Give back nothing but the number of lines in these entries that contain the word "data".

===============

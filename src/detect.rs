//! Input document format detection.
//!
//! The analysis service accepts PDF, PNG, JPEG and TIFF input. Detecting the
//! format locally turns an obviously wrong upload into an immediate error
//! instead of a round trip to the service.

use crate::error::{Error, Result};
use std::fmt;
use std::fs::File;
use std::io::{BufReader, Read};
use std::path::Path;

/// Document formats the service accepts.
#[derive(Debug, Clone, Copy, PartialEq, Eq)]
pub enum DocumentFormat {
    /// Portable Document Format
    Pdf,
    /// PNG image
    Png,
    /// JPEG image
    Jpeg,
    /// TIFF image (either byte order)
    Tiff,
}

impl DocumentFormat {
    /// Conventional file extension.
    pub fn extension(&self) -> &'static str {
        match self {
            DocumentFormat::Pdf => "pdf",
            DocumentFormat::Png => "png",
            DocumentFormat::Jpeg => "jpg",
            DocumentFormat::Tiff => "tiff",
        }
    }
}

impl fmt::Display for DocumentFormat {
    fn fmt(&self, f: &mut fmt::Formatter<'_>) -> fmt::Result {
        let name = match self {
            DocumentFormat::Pdf => "PDF",
            DocumentFormat::Png => "PNG",
            DocumentFormat::Jpeg => "JPEG",
            DocumentFormat::Tiff => "TIFF",
        };
        f.write_str(name)
    }
}

const PDF_MAGIC: &[u8] = b"%PDF-";
const PNG_MAGIC: &[u8] = b"\x89PNG\r\n\x1a\n";
const JPEG_MAGIC: &[u8] = b"\xff\xd8\xff";
const TIFF_LE_MAGIC: &[u8] = b"II*\x00";
const TIFF_BE_MAGIC: &[u8] = b"MM\x00*";
const HEADER_LEN: usize = 8;

/// Detect the document format from a file path.
///
/// # Example
/// ```no_run
/// use untextract::detect::detect_format_from_path;
///
/// let format = detect_format_from_path("scan.pdf").unwrap();
/// println!("Format: {}", format);
/// ```
pub fn detect_format_from_path<P: AsRef<Path>>(path: P) -> Result<DocumentFormat> {
    let file = File::open(path)?;
    let mut header = Vec::with_capacity(HEADER_LEN);
    BufReader::new(file)
        .take(HEADER_LEN as u64)
        .read_to_end(&mut header)?;
    detect_format_from_bytes(&header)
}

/// Detect the document format from its leading bytes.
///
/// # Returns
/// * `Ok(DocumentFormat)` if the data starts with a known signature
/// * `Err(Error::InvalidRequest)` otherwise
pub fn detect_format_from_bytes(data: &[u8]) -> Result<DocumentFormat> {
    let format = if data.starts_with(PDF_MAGIC) {
        DocumentFormat::Pdf
    } else if data.starts_with(PNG_MAGIC) {
        DocumentFormat::Png
    } else if data.starts_with(JPEG_MAGIC) {
        DocumentFormat::Jpeg
    } else if data.starts_with(TIFF_LE_MAGIC) || data.starts_with(TIFF_BE_MAGIC) {
        DocumentFormat::Tiff
    } else {
        return Err(Error::InvalidRequest(
            "unknown document format: expected PDF, PNG, JPEG or TIFF".to_string(),
        ));
    };

    Ok(format)
}

/// Check if bytes start with a supported document signature.
pub fn is_supported_bytes(data: &[u8]) -> bool {
    detect_format_from_bytes(data).is_ok()
}

#[cfg(test)]
mod tests {
    use super::*;

    #[test]
    fn test_detect_pdf() {
        let data = b"%PDF-1.7\n%\xe2\xe3\xcf\xd3";
        assert_eq!(detect_format_from_bytes(data).unwrap(), DocumentFormat::Pdf);
    }

    #[test]
    fn test_detect_images() {
        assert_eq!(
            detect_format_from_bytes(b"\x89PNG\r\n\x1a\n\x00\x00").unwrap(),
            DocumentFormat::Png
        );
        assert_eq!(
            detect_format_from_bytes(b"\xff\xd8\xff\xe0\x00\x10JFIF").unwrap(),
            DocumentFormat::Jpeg
        );
        assert_eq!(
            detect_format_from_bytes(b"II*\x00\x08\x00\x00\x00").unwrap(),
            DocumentFormat::Tiff
        );
        assert_eq!(
            detect_format_from_bytes(b"MM\x00*\x00\x00\x00\x08").unwrap(),
            DocumentFormat::Tiff
        );
    }

    #[test]
    fn test_detect_invalid_format() {
        let result = detect_format_from_bytes(b"<!DOCTYPE html>");
        assert!(matches!(result, Err(Error::InvalidRequest(_))));
    }

    #[test]
    fn test_detect_empty() {
        assert!(!is_supported_bytes(b""));
        assert!(!is_supported_bytes(b"%PD"));
    }

    #[test]
    fn test_detect_from_path() {
        let dir = tempfile::tempdir().unwrap();
        let path = dir.path().join("scan.png");
        std::fs::write(&path, b"\x89PNG\r\n\x1a\n").unwrap();
        assert_eq!(detect_format_from_path(&path).unwrap(), DocumentFormat::Png);
    }
}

===============

▶ [RESPONSE AREA] 10